O desafio do projeto foi buscar equilíbrio entre os diversos elementos em um ambiente irregular como é o da praça. "As fileiras de palmeiras, por exemplo, tinham o objetivo de destacar a fachada da catedral, pois a construção ficou na extremidade do espaço. O parque de esculturas, além de decorar, serve para trazer um senso de localização e referência a quem caminha por lá. Para o marco zero, pus um grande desenho central que lembra a rosa dos ventos dos mapas, pois ele é muito pequeno", diz.

Os espelhos d'água foram parte importante do planos do arquiteto, pois as fontes em constante movimento causam uma sensação de conforto e calmaria ao visitante. Porém, Lefevre lamenta que os jatos d'água não estejam funcionando atualmente. "Pensamos em equipamentos com bons materiais, para durar muito tempo, mas se eles deixam de funcionar, vão degradar", afirma o professor.

Sobre a atual situação da praça, frequentada por muitos sem-teto e dependentes de drogas, Lefevre crê que isso é um reflexo da nossa sociedade atual.

"Não é que eles não mereçam estar lá, mas penso que são consequência de uma falta de cuidado com a praça. Se o lugar estiver sempre limpo e bem cuidado, todo mundo ajuda a manter limpo também. O espaço publico é de todo mundo, então tem que haver esse respeito", afirma.

Cuidados

A professora Zilda Iokoi, do departamento de História da USP, diz acreditar que a situação dos sem-teto vem da inaptidão do poder público de cuidar do espaço público de forma mais democrática.

Ela relembra o que ocorreu na última reforma da praça, em 2007, quando o então prefeito Gilberto Kassab (PSD) recebeu críticas ao supostamente instalar dispositivos "antimendigo" no local, como canteiros para vetar o banho no lago artificial e bancos menores para dificultar que moradores de rua durmam neles.

"A população despossuída foi ganhando consciência e participando da vida da cidade."

Mas em termos políticos, a Praça da Sé será lembrada mesmo por casos como o comício das Diretas Já, em 1984, onde reuniu mais de 1 milhão de pessoas, ou na missa do sétimo dia do jornalista Vladimir Herzog, morto por policiais na ditadura, em 1975.

A morte de Herzog se mistura com a trajetória de Zilda, pois ela também estava detida pelo Doi-Codi (órgão repressor da ditadura) na ocasião. "Eu estava lá no dia em que ele foi torturado e morto. Ouvi tudo: gritos e depois um silêncio. 'Mataram alguém', pensei.
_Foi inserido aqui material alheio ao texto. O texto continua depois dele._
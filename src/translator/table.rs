//! Bootstrap mapping between native function names, optimizer operators and
//! native tokens. Built once, then only read.

use crate::expression::StdOperator;
use crate::native::{FunctionRegistry, TokenType};
use log::debug;
use std::collections::HashMap;

/// Token emitted for an operator that has a dedicated native syntax node
#[derive(Debug, Clone, PartialEq, Eq)]
pub struct NativeToken {
    pub token: TokenType,
    pub text: String,
}

impl NativeToken {
    pub fn new(token: TokenType, text: &str) -> Self {
        Self {
            token,
            text: text.to_string(),
        }
    }
}

/// Immutable operator mapping tables
#[derive(Debug, Clone, Default)]
pub struct OperatorTable {
    /// Native display name → optimizer operator
    native_to_operator: HashMap<String, StdOperator>,
    /// Optimizer operator → native token
    operator_to_token: HashMap<StdOperator, NativeToken>,
    /// Optimizer operator → native name it was registered under
    operator_to_native: HashMap<StdOperator, String>,
}

impl OperatorTable {
    pub fn builder(registry: &dyn FunctionRegistry) -> OperatorTableBuilder<'_> {
        OperatorTableBuilder {
            registry,
            table: OperatorTable::default(),
        }
    }

    /// The engine's fixed bootstrap list
    pub fn bootstrap(registry: &dyn FunctionRegistry) -> Self {
        use StdOperator::*;
        use TokenType as T;

        Self::builder(registry)
            .register("+", Plus, Some(NativeToken::new(T::Plus, "+")))
            .register("-", Minus, Some(NativeToken::new(T::Minus, "-")))
            .register("*", Multiply, Some(NativeToken::new(T::Star, "*")))
            .register("/", Divide, Some(NativeToken::new(T::Divide, "/")))
            .register("%", Mod, Some(NativeToken::new(T::Mod, "%")))
            .register("and", And, Some(NativeToken::new(T::KwAnd, "and")))
            .register("or", Or, Some(NativeToken::new(T::KwOr, "or")))
            .register("=", Equals, Some(NativeToken::new(T::Equal, "=")))
            .register("<>", NotEquals, Some(NativeToken::new(T::NotEqual, "<>")))
            .register("<", LessThan, Some(NativeToken::new(T::LessThan, "<")))
            .register(
                "<=",
                LessThanOrEqual,
                Some(NativeToken::new(T::LessThanOrEqualTo, "<=")),
            )
            .register(">", GreaterThan, Some(NativeToken::new(T::GreaterThan, ">")))
            .register(
                ">=",
                GreaterThanOrEqual,
                Some(NativeToken::new(T::GreaterThanOrEqualTo, ">=")),
            )
            .register("!", Not, Some(NativeToken::new(T::KwNot, "not")))
            .register("in", In, None)
            .register("isnull", IsNull, None)
            .register("isnotnull", IsNotNull, None)
            .register("count", Count, None)
            .build()
    }

    pub fn operator(&self, display_name: &str) -> Option<StdOperator> {
        self.native_to_operator.get(display_name).copied()
    }

    pub fn token(&self, op: StdOperator) -> Option<&NativeToken> {
        self.operator_to_token.get(&op)
    }

    pub fn native_name(&self, op: StdOperator) -> Option<&str> {
        self.operator_to_native.get(&op).map(String::as_str)
    }

    pub fn len(&self) -> usize {
        self.native_to_operator.len()
    }

    pub fn is_empty(&self) -> bool {
        self.native_to_operator.is_empty()
    }
}

/// Accumulates registrations before freezing them into an [`OperatorTable`]
pub struct OperatorTableBuilder<'a> {
    registry: &'a dyn FunctionRegistry,
    table: OperatorTable,
}

impl<'a> OperatorTableBuilder<'a> {
    /// Tie `name` to `op` and, when given, `op` to its native token.
    ///
    /// The forward mapping is keyed on the native descriptor's display name so
    /// every alias of the function lands on the same entry. Names unknown to
    /// the function registry keep only their reverse mapping.
    pub fn register(mut self, name: &str, op: StdOperator, token: Option<NativeToken>) -> Self {
        self.table
            .operator_to_native
            .insert(op, name.to_string());

        match self.registry.lookup(name) {
            Some(info) => {
                self.table
                    .native_to_operator
                    .insert(info.display_name, op);
                if let Some(token) = token {
                    self.table.operator_to_token.insert(op, token);
                }
            }
            None => debug!("Native function {} is not registered, skipping {:?}", name, op),
        }
        self
    }

    pub fn build(self) -> OperatorTable {
        self.table
    }
}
O arcebispo Dom Paulo Evaristo Arns tomou a iniciativa de realizar na catedral da Sé a missa de sétimo dia de Herzog, que acabou virando um protesto político com cerca de 8 mil pessoas. Militares foram ao local com metralhadoras e barricadas, mas pressionados pela imprensa internacional, não reagiram ao evento.

Se o passado da Praça da Sé é rico, o futuro é incerto. Eventos políticos como os do Movimento Passe Livre, por exemplo, optam por protestar na Paulista ou em outras áreas do centro. Mas para Zilda, a história da Sé como palco de atos não vai acabar.

"Creio que há um movimento pendular no espaço: quando os protestos são de origem sindical e econômica, pendem para a avenida Paulista; quando é sobre direitos civis, migram para a Sé. As grandes empresas que outrora viviam no centro migraram para outros lugares, deixando a praça livre novamente para ocupação política", teorizou a professora.